13.根据权利要求12所述的口服聚合药物剂型，其中所述至少一种第一赋形剂为以下组中的至少一种：羧甲基纤维素钠(CMC)、硬脂酸镁和蔗糖、乳糖、糊精、微晶纤维素、淀粉、预胶化淀粉、磷酸钙、纤维素、乙基纤维素、羟丙基甲基纤维素(HPMC)、甲基纤维素、海藻酸、明胶、阿拉伯胶、单硬脂酸甘油酯、羟基乙酸淀粉钠、交联羧甲基纤维素、黄蓍胶、瓜尔豆胶、甘油、丙二醇和聚乙烯吡咯烷酮(PVP)。

14.根据权利要求1至权利要求6中任一项所述的口服聚合药物剂型，其中所述API装载区域还包含有利于所述API从所述肠吸收到所述人体或动物体的血流中的渗透增强剂。

15.根据权利要求1至权利要求6中任一项所述的口服聚合药物剂型，其中将所述API装载区域冻干以形成冻干的API装载区域。

16.根据权利要求15所述的口服聚合药物剂型，其中所述冻干的API装载区域包含冷冻保护剂，所述冷冻保护剂为蔗糖、葡萄糖、甘露醇、果糖、海藻糖、右旋糖、乳糖、甘油、甲醇、乙醇、乙二醇、丙二醇、二甲基亚砜(DMSO)、乙酰胺或甲酰胺。

17.根据权利要求1至权利要求6中任一项所述的口服聚合药物剂型，其中所述多孔聚合组合物包封所述API装载区域，从而形成在所述API装载区域的芯周围的壳体。

18.根据权利要求1至权利要求6中任一项所述的口服聚合药物剂型，其中所述剂型包含均包含所述多孔聚合组合物的第一层和第二层以及包含所述API装载区域的第三中间层。

19.根据权利要求1至权利要求6中任一项所述的口服聚合药物剂型，其中所述剂型还包含在其周围的包衣。

20.根据权利要求19所述的口服聚合药物剂型，其中所述包衣包含细胞色素P4503A4(CYP3A4)和/或P-糖蛋白(P-gp)流出泵辅助抑制剂。

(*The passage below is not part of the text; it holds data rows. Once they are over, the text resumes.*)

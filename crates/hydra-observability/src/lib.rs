//! Ambient logging/tracing and metrics (spec §10.1). Grounded on
//! `dashflow-observability`; trimmed to what `hydra-cli` needs: a
//! tracing-subscriber initializer and a Prometheus `/metrics` route.

pub mod config;
pub mod error;
pub mod exporter;
pub mod metrics;
pub mod metrics_server;

pub use config::{SamplingStrategy, TracingConfig};
pub use error::{Error, Result};
pub use exporter::init_tracing;
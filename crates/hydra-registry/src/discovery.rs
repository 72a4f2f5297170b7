//! Node discovery (spec §4.2): explicit configuration list and/or a
//! network sweep of a configured CIDR. Results are merged into the
//! Registry; duplicates by `(host, port)` are collapsed.

use hydra_client::BackendClient;
use hydra_core::node::{Node, NodeKind};
use tracing::{debug, warn};

use crate::registry::NodeRegistry;

/// One explicit `host:port` entry from configuration.
#[derive(Debug, Clone)]
pub struct StaticNodeSpec {
    pub host: String,
    pub port: u16,
    pub kind: NodeKind,
}

impl StaticNodeSpec {
    /// Parses `"host:port"`, defaulting to the standard local-inference
    /// port `11434` when omitted.
    #[must_use]
    pub fn parse(spec: &str) -> Option<Self> {
        let mut parts = spec.splitn(2, ':');
        let host = parts.next()?.trim().to_string();
        if host.is_empty() {
            return None;
        }
        let port = match parts.next() {
            Some(p) => p.trim().parse().ok()?,
            None => 11434,
        };
        Some(Self {
            host,
            port,
            kind: NodeKind::Gpu,
        })
    }
}

fn node_id_for(host: &str, port: u16) -> String {
    format!("{host}:{port}")
}

/// Merges a set of static specs into `registry`, collapsing duplicates by
/// `(host, port)` and skipping entries the registry already knows about.
pub async fn discover_static(registry: &NodeRegistry, specs: &[StaticNodeSpec]) {
    let mut seen = std::collections::HashSet::new();
    for spec in specs {
        let key = (spec.host.clone(), spec.port);
        if !seen.insert(key) {
            continue;
        }
        let id = node_id_for(&spec.host, spec.port);
        if registry.contains(&hydra_core::node::NodeId::new(id.clone())) {
            continue;
        }
        let client = BackendClient::new(format!("http://{}:{}", spec.host, spec.port));
        let healthy = client.health().await;
        if !healthy {
            warn!(host = %spec.host, port = spec.port, "node did not respond to initial health probe, registering anyway");
        }
        let mut node = Node::new(id, spec.host.clone(), spec.port, spec.kind);
        node.healthy = healthy;
        debug!(node_id = %node.id, "discovered static node");
        registry.upsert(node);
    }
}

/// Enumerates candidate `host:port` pairs across a `/24`-style CIDR by
/// probing the standard local-inference port on every host in range.
/// This is deliberately bounded and only invoked when `network_scan` is
/// enabled in configuration (spec §6 "Discovery"); it is not wired into
/// the default discovery path to avoid surprising network activity.
pub async fn discover_network_sweep(registry: &NodeRegistry, cidr_prefix: &str, port: u16) {
    for host_octet in 1..=254u8 {
        let host = format!("{cidr_prefix}.{host_octet}");
        let id = node_id_for(&host, port);
        if registry.contains(&hydra_core::node::NodeId::new(id.clone())) {
            continue;
        }
        let client = BackendClient::new(format!("http://{host}:{port}"));
        if client.health().await {
            let mut node = Node::new(id, host, port, NodeKind::Gpu);
            node.healthy = true;
            debug!(node_id = %node.id, "discovered node via network sweep");
            registry.upsert(node);
        }
    }
}

#[cfg(test)]
mod tests {
    use super::*;

    #[test]
    fn parses_host_and_port() {
        let spec = StaticNodeSpec::parse("10.0.0.5:11434").unwrap();
        assert_eq!(spec.host, "10.0.0.5");
        assert_eq!(spec.port, 11434);
    }

    #[test]
    fn defaults_port_when_omitted() {
        let spec = StaticNodeSpec::parse("10.0.0.5").unwrap();
        assert_eq!(spec.port, 11434);
    }

    #[test]
    fn rejects_empty_host() {
        assert!(StaticNodeSpec::parse(":11434").is_none());
    }

    #[tokio::test]
    async fn discover_static_collapses_duplicates() {
        let registry = NodeRegistry::new();
        let specs = vec![
            StaticNodeSpec::parse("127.0.0.1:1").unwrap(),
            StaticNodeSpec::parse("127.0.0.1:1").unwrap(),
        ];
        discover_static(&registry, &specs).await;
        assert_eq!(registry.len(), 1);
    }
}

21.一种产生口服聚合药物剂型的方法，所述口服聚合药物剂型用于将药物活性成分位点特异性递送至人体或动物体的胃肠道(GIT)的肠，所述方法包括以下步骤：

形成温敏性共晶组合物，所述温敏性共晶组合物在室温或接近室温下为固体并且在体温或接近体温下为流体，其中室温低于体温；

将API和交联剂与所述共晶组合物混合在一起以形成API装载区域；

形成多孔聚合组合物；以及

用所述多孔聚合组合物至少部分地围绕所述API装载区域；

其中所述温敏性共晶组合物包含薄荷醇和西土马哥。